Arizona’s Forfeiture Laws: Why a Borrower’s Misconduct Could Prove Costly for Financial Institutions
Financial Institutions Law Alert 09/24/15 Andrea S. Tazioli
In Arizona, the State can lawfully seize any real or personal property if it has probable cause to believe the property is connected to a criminal offense. For example, if an individual is being investigated for crimes such as money laundering, possession and/or sale of illegal drugs, human smuggling, racketeering, fraud, or illegal control of an enterprise, the State can and likely will seize all property that is either: (i) directly connected to these crimes; or (ii) was purchased using illegal proceeds. The State can then initiate a civil forfeiture action and seek to have a court order that the property is forfeited to the State.

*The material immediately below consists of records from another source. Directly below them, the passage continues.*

use super::FeatureError;
use crate::core::models::matrix::{FeatureMatrix, hstack};
use itertools::Itertools;
use nalgebra::DMatrix;

/// Exponents used by the weighted products and log sums unless configured otherwise.
pub const DEFAULT_EXPONENTS: (i32, i32) = (2, 4);

fn pairs(d: usize) -> Vec<(usize, usize)> {
    (0..d).tuple_combinations().chain((0..d).map(|i| (i, i))).sorted().collect()
}

fn pairwise<F>(x: &DMatrix<f64>, f: F) -> DMatrix<f64>
where
    F: Fn(f64, f64) -> f64,
{
    let pairs = pairs(x.ncols());
    DMatrix::from_fn(x.nrows(), pairs.len(), |r, c| {
        let (i, j) = pairs[c];
        f(x[(r, i)], x[(r, j)])
    })
}

/// `x_i * x_j` for every pair `i <= j`.
pub fn order_2(x: &DMatrix<f64>) -> DMatrix<f64> {
    pairwise(x, |a, b| a * b)
}

/// `x_i / x_j` for every pair `i <= j`; zero where the denominator vanishes.
pub fn div_order_2(x: &DMatrix<f64>) -> DMatrix<f64> {
    pairwise(x, |a, b| if b == 0.0 { 0.0 } else { a / b })
}

/// `x_i^a * x_j^b` for every pair `i <= j`.
pub fn order_2ab(x: &DMatrix<f64>, a: i32, b: i32) -> DMatrix<f64> {
    pairwise(x, |xi, xj| xi.powi(a) * xj.powi(b))
}

/// `a ln|x_i| + b ln|x_j|` for every pair `i <= j`; zero when either value is zero.
pub fn ablog(x: &DMatrix<f64>, a: i32, b: i32) -> DMatrix<f64> {
    pairwise(x, |xi, xj| {
        if xi == 0.0 || xj == 0.0 {
            0.0
        } else {
            a as f64 * xi.abs().ln() + b as f64 * xj.abs().ln()
        }
    })
}

fn pair_labels<F>(names: &[String], f: F) -> Vec<String>
where
    F: Fn(&str, &str) -> String,
{
    pairs(names.len())
        .into_iter()
        .map(|(i, j)| f(&names[i], &names[j]))
        .collect()
}

/// Concatenates the original features with the four second-order blocks, in the
/// order product, quotient, weighted product, log sum.
///
/// # Errors
///
/// Returns [`FeatureError::RowMismatch`] if the blocks disagree in row count, or
/// [`FeatureError::WidthMismatch`] if the labels do not cover every column.
pub fn expand(matrix: &FeatureMatrix, a: i32, b: i32) -> Result<FeatureMatrix, FeatureError> {
    let x = matrix.data();
    let names = matrix.names();

    let blocks = [
        order_2(x),
        div_order_2(x),
        order_2ab(x, a, b),
        ablog(x, a, b),
    ];
    let mut parts = vec![x];
    parts.extend(blocks.iter());
    let expected = expanded_width(x.ncols());
    let data = hstack(&parts).ok_or(FeatureError::RowMismatch)?;

    let mut labels = names.to_vec();
    labels.extend(pair_labels(names, |i, j| format!("{}_x_{}", i, j)));
    labels.extend(pair_labels(names, |i, j| format!("{}_div_{}", i, j)));
    labels.extend(pair_labels(names, |i, j| format!("{}_{}_x_{}_{}", i, a, j, b)));
    labels.extend(pair_labels(names, |i, j| format!("log_{}_{}_x_{}_{}", i, a, j, b)));

    let found = labels.len();
    FeatureMatrix::new(data, labels).ok_or(FeatureError::WidthMismatch { expected, found })
}

/// Width of [`expand`] output for `d` input features.
pub fn expanded_width(d: usize) -> usize {
    d + 4 * (d * (d + 1) / 2)
}

#[cfg(test)]
mod tests {
    use super::*;

    fn sample() -> FeatureMatrix {
        FeatureMatrix::new(
            DMatrix::from_row_slice(2, 2, &[1.0, 2.0, 0.0, -3.0]),
            vec!["a".into(), "b".into()],
        )
        .unwrap()
    }

    #[test]
    fn expand_produces_all_blocks_and_labels() {
        let expanded = expand(&sample(), 2, 4).unwrap();
        assert_eq!(expanded.ncols(), expanded_width(2));
        assert_eq!(expanded.ncols(), 14);
        assert_eq!(
            &expanded.names()[2..5],
            &["a_x_a".to_string(), "a_x_b".into(), "b_x_b".into()]
        );
        assert_eq!(expanded.names()[5], "a_div_a");
        assert_eq!(expanded.names()[9], "a_2_x_b_4");
        assert_eq!(expanded.names()[13], "log_b_2_x_b_4");
    }

    #[test]
    fn expand_of_a_featureless_matrix_is_empty() {
        let empty = FeatureMatrix::with_default_names(DMatrix::zeros(3, 0));
        let expanded = expand(&empty, 2, 4).unwrap();
        assert_eq!(expanded.nrows(), 3);
        assert_eq!(expanded.ncols(), 0);
    }

    #[test]
    fn products_and_quotients_follow_pair_order() {
        let x = sample().data().clone();
        let o2 = order_2(&x);
        assert_eq!(o2.row(0).iter().copied().collect::<Vec<_>>(), vec![1.0, 2.0, 4.0]);

        let div = div_order_2(&x);
        assert_eq!(div[(0, 1)], 0.5);
        // Row 1 has a zero numerator for a/b and a zero denominator for a/a.
        assert_eq!(div[(1, 0)], 0.0);
        assert_eq!(div[(1, 1)], 0.0);
        assert_eq!(div[(1, 2)], 1.0);
    }

    #[test]
    fn weighted_products_use_integer_exponents() {
        let x = sample().data().clone();
        let ab = order_2ab(&x, 2, 4);
        assert_eq!(ab[(0, 1)], 16.0);
        assert_eq!(ab[(1, 2)], 729.0);
    }

    #[test]
    fn ablog_is_zero_when_either_value_is_zero() {
        let x = sample().data().clone();
        let logs = ablog(&x, 2, 4);
        assert!((logs[(0, 1)] - 4.0 * 2f64.ln()).abs() < 1e-12);
        assert_eq!(logs[(1, 0)], 0.0);
        assert_eq!(logs[(1, 1)], 0.0);
        assert!((logs[(1, 2)] - 6.0 * 3f64.ln()).abs() < 1e-12);
    }
}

While it appears that civil forfeiture actions would affect only those individuals who are being investigated or prosecuted for a criminal offense, this is not the case. In fact, all too often, financial institutions and lenders end up as a party to a forfeiture action. This occurs when a financial institution or lender serves as a lien holder on a piece of property that has been seized by the State. In most instances, the financial institution or lender has no knowledge of the borrower's criminal conduct until they receive a notice that a piece of real property or a vehicle has been seized. The financial institution or lender must then file a claim in the forfeiture action in order to preserve all of its right to the seized property at issue. If a financial institution does not file a timely claim to the property or fails to file a claim at all, then the property can and likely will be forfeited to the State.
In order to initiate a forfeiture action, the State typically files a Notice of Pending Forfeiture (Notice). This Notice contains information regarding the specific property that was seized and the underlying criminal activity that purportedly serves as the basis for the seizure of the property. Under Arizona law, the State must provide this Notice to any owner and interest holder in the seized property via personal service or certified mail —including lenders and/or servicers. Because property liens are often assigned or transferred to other lenders and servicers, it is possible that the State is not aware of the entity that has the interest in the loan. If the owner or interest holder's address is unknown and not on record, the State can effectively serve the owner or interest holder by publishing the Notice in one issue of a newspaper of general circulation in the county in which the seizure occurs. In the case where real property has been seized, this Notice is also recorded with the County Recorder's Office and is viewed as an additional lien on the property.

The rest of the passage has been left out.